DATA TO EXAMINE:
/// Bearer token validation middleware. Resolves the caller to a trusted
/// `UserId` and stores it in request extensions; handlers never re-validate
/// credentials themselves.
use actix_web::{
    dev::{forward_ready, Payload, Service, ServiceRequest, ServiceResponse, Transform},
    error::ErrorUnauthorized,
    Error, FromRequest, HttpMessage, HttpRequest,
};
use futures::future::{ready, LocalBoxFuture, Ready};
use std::rc::Rc;
use uuid::Uuid;

use crate::security::jwt;

/// Actor id extracted from a validated JWT
#[derive(Debug, Clone, Copy)]
pub struct UserId(pub Uuid);

pub struct JwtAuthMiddleware;

impl<S, B> Transform<S, ServiceRequest> for JwtAuthMiddleware
where
    S: Service<ServiceRequest, Response = ServiceResponse<B>, Error = Error> + 'static,
    S::Future: 'static,
    B: 'static,
{
    type Response = ServiceResponse<B>;
    type Error = Error;
    type InitError = ();
    type Transform = JwtAuthMiddlewareService<S>;
    type Future = std::future::Ready<Result<Self::Transform, Self::InitError>>;

    fn new_transform(&self, service: S) -> Self::Future {
        std::future::ready(Ok(JwtAuthMiddlewareService {
            service: Rc::new(service),
        }))
    }
}

pub struct JwtAuthMiddlewareService<S> {
    service: Rc<S>,
}

impl<S, B> Service<ServiceRequest> for JwtAuthMiddlewareService<S>
where
    S: Service<ServiceRequest, Response = ServiceResponse<B>, Error = Error> + 'static,
    S::Future: 'static,
    B: 'static,
{
    type Response = ServiceResponse<B>;
    type Error = Error;
    type Future = LocalBoxFuture<'static, Result<Self::Response, Self::Error>>;

    forward_ready!(service);

    fn call(&self, req: ServiceRequest) -> Self::Future {
        let service = self.service.clone();

        Box::pin(async move {
            // Copy the header out before touching extensions_mut; holding an
            // immutable borrow across the mutable access panics in actix-web.
            let auth_header = match req.headers().get("Authorization") {
                Some(header) => match header.to_str() {
                    Ok(h) => h.to_string(),
                    Err(_) => {
                        return Err(ErrorUnauthorized("Invalid Authorization header"));
                    }
                },
                None => {
                    return Err(ErrorUnauthorized("Missing Authorization header"));
                }
            };

            let token = match auth_header.strip_prefix("Bearer ") {
                Some(t) => t,
                None => {
                    return Err(ErrorUnauthorized(
                        "Invalid Authorization scheme, expected Bearer",
                    ));
                }
            };

            let user_id = match jwt::validate_token(token) {
                Ok(token_data) => match Uuid::parse_str(&token_data.claims.sub) {
                    Ok(id) => id,
                    Err(_) => {
                        return Err(ErrorUnauthorized("Invalid user ID in token"));
                    }
                },
                Err(e) => {
                    tracing::debug!("Token validation failed: {}", e);
                    return Err(ErrorUnauthorized("Invalid or expired token"));
                }
            };

            req.extensions_mut().insert(UserId(user_id));

            let res = service.call(req).await?;
            Ok(res)
        })
    }
}

impl FromRequest for UserId {
    type Error = Error;
    type Future = Ready<Result<Self, Self::Error>>;

    fn from_request(req: &HttpRequest, _: &mut Payload) -> Self::Future {
        match req.extensions().get::<UserId>().copied() {
            Some(user_id) => ready(Ok(user_id)),
            None => ready(Err(ErrorUnauthorized(
                "User ID missing in request extensions",
            ))),
        }
    }
}

#[cfg(test)]
mod tests {
    use super::*;
    use actix_web::{test, web, App, HttpResponse};

    async fn whoami(auth: UserId) -> HttpResponse {
        HttpResponse::Ok().body(auth.0.to_string())
    }

    macro_rules! test_app {
        () => {
            test::init_service(App::new().service(
                web::scope("").wrap(JwtAuthMiddleware).route("/whoami", web::get().to(whoami)),
            ))
            .await
        };
    }

    #[actix_web::test]
    async fn missing_header_is_unauthorized() {
        crate::security::jwt::initialize_secret("unit-test-secret").unwrap();
        let app = test_app!();

        let req = test::TestRequest::get().uri("/whoami").to_request();
        let res = test::try_call_service(&app, req).await;
        assert!(res.is_err());
    }

    #[actix_web::test]
    async fn malformed_token_is_unauthorized() {
        crate::security::jwt::initialize_secret("unit-test-secret").unwrap();
        let app = test_app!();

        let req = test::TestRequest::get()
            .uri("/whoami")
            .insert_header(("Authorization", "Bearer nonsense"))
            .to_request();
        let res = test::try_call_service(&app, req).await;
        assert!(res.is_err());
    }

    #[actix_web::test]
    async fn valid_token_resolves_the_actor() {
        crate::security::jwt::initialize_secret("unit-test-secret").unwrap();
        let app = test_app!();

        let user_id = Uuid::new_v4();
        let token = crate::security::jwt::generate_token(user_id, 60).unwrap();

        let req = test::TestRequest::get()
            .uri("/whoami")
            .insert_header(("Authorization", format!("Bearer {}", token)))
            .to_request();
        let res = test::call_service(&app, req).await;
        assert!(res.status().is_success());

        let body = test::read_body(res).await;
        assert_eq!(&body[..], user_id.to_string().as_bytes());
    }
}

WORK TO BE COMPLETED:
Your task is to retype the entries verbatim, starting with the line that holds "impl<S, B> Transform<S, ServiceRequest>" and stopping after the line that holds "LocalBoxFuture<'static, Result<Self::Response, Self::Error>>;".

SOLUTION FOR THIS EXERCISE:
impl<S, B> Transform<S, ServiceRequest> for JwtAuthMiddleware
where
    S: Service<ServiceRequest, Response = ServiceResponse<B>, Error = Error> + 'static,
    S::Future: 'static,
    B: 'static,
{
    type Response = ServiceResponse<B>;
    type Error = Error;
    type InitError = ();
    type Transform = JwtAuthMiddlewareService<S>;
    type Future = std::future::Ready<Result<Self::Transform, Self::InitError>>;

    fn new_transform(&self, service: S) -> Self::Future {
        std::future::ready(Ok(JwtAuthMiddlewareService {
            service: Rc::new(service),
        }))
    }
}

pub struct JwtAuthMiddlewareService<S> {
    service: Rc<S>,
}

impl<S, B> Service<ServiceRequest> for JwtAuthMiddlewareService<S>
where
    S: Service<ServiceRequest, Response = ServiceResponse<B>, Error = Error> + 'static,
    S::Future: 'static,
    B: 'static,
{
    type Response = ServiceResponse<B>;
    type Error = Error;
    type Future = LocalBoxFuture<'static, Result<Self::Response, Self::Error>>;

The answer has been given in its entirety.